Provided data —
- - - -
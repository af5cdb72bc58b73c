//! Tokenizer tests.

use parley::matcher::{NumberLexicon, Token, Tokenizer};

fn tokenize(utterance: &str) -> Vec<Token> {
    Tokenizer::new()
        .tokenize(utterance)
        .expect("utterance should tokenize")
}

#[test]
fn splits_on_whitespace_and_punctuation() {
    assert_eq!(
        tokenize("turn off the lights, please"),
        vec![
            Token::word("turn"),
            Token::word("off"),
            Token::word("the"),
            Token::word("lights"),
            Token::word("please"),
        ]
    );
}

#[test]
fn digits_become_numbers() {
    assert_eq!(
        tokenize("channel 42"),
        vec![Token::word("channel"), Token::number("42", 42)]
    );
}

#[test]
fn written_numbers_merge() {
    assert_eq!(
        tokenize("twenty two"),
        vec![Token::number("twenty two", 22)]
    );
    assert_eq!(
        tokenize("two hundred fifty six"),
        vec![Token::number("two hundred fifty six", 256)]
    );
}

#[test]
fn merge_stops_at_plain_words() {
    assert_eq!(
        tokenize("five big dogs"),
        vec![
            Token::number("five", 5),
            Token::word("big"),
            Token::word("dogs"),
        ]
    );
}

#[test]
fn digit_tokens_never_merge() {
    assert_eq!(
        tokenize("4 7"),
        vec![Token::number("4", 4), Token::number("7", 7)]
    );
}

#[test]
fn empty_and_separator_only_inputs() {
    assert!(tokenize("").is_empty());
    assert!(tokenize(" ,.!? ").is_empty());
}

#[test]
fn custom_lexicon_changes_merging() {
    let mut lexicon = NumberLexicon::empty();
    lexicon.add_value("dos", 2);
    let tokenizer = Tokenizer::with_lexicon(lexicon);
    assert_eq!(
        tokenizer.tokenize("dos cervezas").expect("should tokenize"),
        vec![Token::number("dos", 2), Token::word("cervezas")]
    );
    // "five" is no longer a number word under the custom lexicon.
    assert_eq!(
        tokenizer.tokenize("five").expect("should tokenize"),
        vec![Token::word("five")]
    );
}

#[test]
fn overflowing_digit_run_is_a_hard_error() {
    assert!(Tokenizer::new().tokenize("12345678901234567890123").is_err());
}
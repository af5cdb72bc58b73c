//! The grammar tree.
//!
//! A grammar is an immutable tree of [`GrammarNode`]s. Trees never carry
//! match state: captured entities and numbers live on the match attempt, so
//! one tree can serve any number of concurrent attempts.

/// Identifies one bounded-wildcard occurrence within a compiled grammar.
///
/// Assigned in depth-first order during compilation and used to look up the
/// wildcard's precomputed stop signal.
pub type WildcardId = u32;

/// Default maximum number of tokens a `+` wildcard may skip.
pub const DEFAULT_MAX_SKIP: usize = 5;

/// One node of a grammar tree.
#[derive(Clone, Debug, PartialEq, Eq)]
#[cfg_attr(feature = "serde", derive(serde::Serialize, serde::Deserialize))]
pub enum GrammarNode {
    /// Ordered conjunction: all children must match in order.
    Sequence(Vec<GrammarNode>),
    /// Zero-or-one group: children are attempted, failure is not propagated.
    Optional(Vec<GrammarNode>),
    /// Alternation: children tried in order, first success wins.
    OneOf(Vec<GrammarNode>),
    /// Conjunction used for morphological alternatives.
    AllOf(Vec<GrammarNode>),
    /// Literal word, compared fuzzily against one token.
    Word(String),
    /// Numeric slot. A named slot records its parsed value on match.
    Number {
        /// Capture name, or `None` for an anonymous slot.
        slot: Option<String>,
    },
    /// Named capturing group: records the consumed token span as text.
    Entity {
        /// Capture name.
        name: String,
        /// The wrapped sub-pattern, matched as a conjunction.
        children: Vec<GrammarNode>,
    },
    /// Bounded, non-greedy skip that stops at a precomputed stop signal.
    ShortWildcard {
        /// Maximum number of tokens this wildcard may consume.
        max_skip: usize,
        /// Occurrence id, assigned at compile time.
        id: WildcardId,
    },
    /// Unbounded trailing skip: absorbs every remaining token.
    LongWildcard,
}

impl GrammarNode {
    /// Creates a bounded wildcard with the default maximum skip length.
    ///
    /// The occurrence id is a placeholder until [`crate::Grammar::compile`]
    /// renumbers every wildcard in the tree.
    #[must_use]
    pub fn short_wildcard(max_skip: usize) -> Self {
        Self::ShortWildcard { max_skip, id: 0 }
    }

    /// Creates a literal word node.
    #[must_use]
    pub fn word(text: impl Into<String>) -> Self {
        Self::Word(text.into())
    }

    /// Counts the terminal nodes (words, numbers, wildcards) in this subtree.
    ///
    /// Used to rank alternatives by specificity: a higher leaf count means a
    /// longer, more specific alternative that must be tried first.
    #[must_use]
    pub fn leaf_count(&self) -> usize {
        match self {
            Self::Word(_) | Self::Number { .. } | Self::ShortWildcard { .. } | Self::LongWildcard => 1,
            Self::Sequence(children)
            | Self::Optional(children)
            | Self::OneOf(children)
            | Self::AllOf(children)
            | Self::Entity { children, .. } => children.iter().map(Self::leaf_count).sum(),
        }
    }

    /// Returns true if this node is a group with children.
    #[must_use]
    pub const fn is_group(&self) -> bool {
        matches!(
            self,
            Self::Sequence(_)
                | Self::Optional(_)
                | Self::OneOf(_)
                | Self::AllOf(_)
                | Self::Entity { .. }
        )
    }
}
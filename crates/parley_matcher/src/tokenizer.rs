//! Utterance tokenization.
//!
//! Converts a normalized utterance into a stream of typed tokens. Input is
//! expected lower-cased with contractions already expanded by a
//! language-specific collaborator; this stage only splits, classifies, and
//! merges written numbers.

use parley_foundation::{Error, Result};

use crate::numbers::{self, NumberLexicon, NumberWord};

/// A token from a normalized utterance.
#[derive(Clone, Debug, PartialEq, Eq)]
#[cfg_attr(feature = "serde", derive(serde::Serialize, serde::Deserialize))]
pub struct Token {
    /// The source text of this token. For merged written numbers this is
    /// the space-joined run of words ("twenty two").
    pub text: String,
    /// Word or number classification.
    pub kind: TokenKind,
}

impl Token {
    /// Creates a word token.
    #[must_use]
    pub fn word(text: impl Into<String>) -> Self {
        Self {
            text: text.into(),
            kind: TokenKind::Word,
        }
    }

    /// Creates a number token.
    #[must_use]
    pub fn number(text: impl Into<String>, value: i64) -> Self {
        Self {
            text: text.into(),
            kind: TokenKind::Number(value),
        }
    }

    /// Returns the numeric value if this is a number token.
    #[must_use]
    pub const fn value(&self) -> Option<i64> {
        match self.kind {
            TokenKind::Number(value) => Some(value),
            TokenKind::Word => None,
        }
    }
}

/// Token classification.
#[derive(Clone, Copy, Debug, PartialEq, Eq)]
#[cfg_attr(feature = "serde", derive(serde::Serialize, serde::Deserialize))]
pub enum TokenKind {
    /// A plain word.
    Word,
    /// A number with its parsed value.
    Number(i64),
}

/// Tokenizes normalized utterances.
#[derive(Clone, Debug, Default)]
pub struct Tokenizer {
    lexicon: NumberLexicon,
}

impl Tokenizer {
    /// Creates a tokenizer with the default English number lexicon.
    #[must_use]
    pub fn new() -> Self {
        Self::default()
    }

    /// Creates a tokenizer with a custom number lexicon.
    #[must_use]
    pub fn with_lexicon(lexicon: NumberLexicon) -> Self {
        Self { lexicon }
    }

    /// Tokenizes an utterance.
    ///
    /// Letters and digits accumulate into a buffer; any other character
    /// flushes it as one token. Digit runs become numbers, written number
    /// words merge with their neighbors into a single number token, and
    /// everything else is a word. Empty input yields an empty sequence.
    ///
    /// # Errors
    /// Returns a tokenization error for a digit run that does not fit an
    /// `i64`, or a written-number run whose combination overflows.
    pub fn tokenize(&self, utterance: &str) -> Result<Vec<Token>> {
        let mut tokens = Vec::new();
        // Pending run of written number words awaiting merge.
        let mut run_words: Vec<String> = Vec::new();
        let mut run_parts: Vec<NumberWord> = Vec::new();
        let mut buffer = String::new();

        let flush =
            |buffer: &mut String,
             run_words: &mut Vec<String>,
             run_parts: &mut Vec<NumberWord>,
             tokens: &mut Vec<Token>|
             -> Result<()> {
                if buffer.is_empty() {
                    return Ok(());
                }
                let word = std::mem::take(buffer);
                if let Some(part) = self.lexicon.lookup(&word) {
                    run_words.push(word);
                    run_parts.push(part);
                    return Ok(());
                }
                Self::flush_number_run(run_words, run_parts, tokens)?;
                if word.chars().all(|c| c.is_ascii_digit()) {
                    let value = word
                        .parse::<i64>()
                        .map_err(|_| Error::tokenization(word.clone()))?;
                    tokens.push(Token::number(word, value));
                } else {
                    tokens.push(Token::word(word));
                }
                Ok(())
            };

        for c in utterance.chars() {
            if c.is_alphanumeric() {
                buffer.push(c);
            } else {
                flush(&mut buffer, &mut run_words, &mut run_parts, &mut tokens)?;
            }
        }
        flush(&mut buffer, &mut run_words, &mut run_parts, &mut tokens)?;
        Self::flush_number_run(&mut run_words, &mut run_parts, &mut tokens)?;

        Ok(tokens)
    }

    /// Emits the pending written-number run as a single merged token.
    fn flush_number_run(
        run_words: &mut Vec<String>,
        run_parts: &mut Vec<NumberWord>,
        tokens: &mut Vec<Token>,
    ) -> Result<()> {
        if run_parts.is_empty() {
            return Ok(());
        }
        let words = std::mem::take(run_words);
        let parts = std::mem::take(run_parts);
        let text = words.join(" ");
        let value = numbers::combine(&parts).ok_or_else(|| Error::tokenization(text.clone()))?;
        tokens.push(Token::number(text, value));
        Ok(())
    }
}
- - - -
Aim of the task —
Tally the lines of the data that contain the word "twenty", and give only that tally.

Task output —
3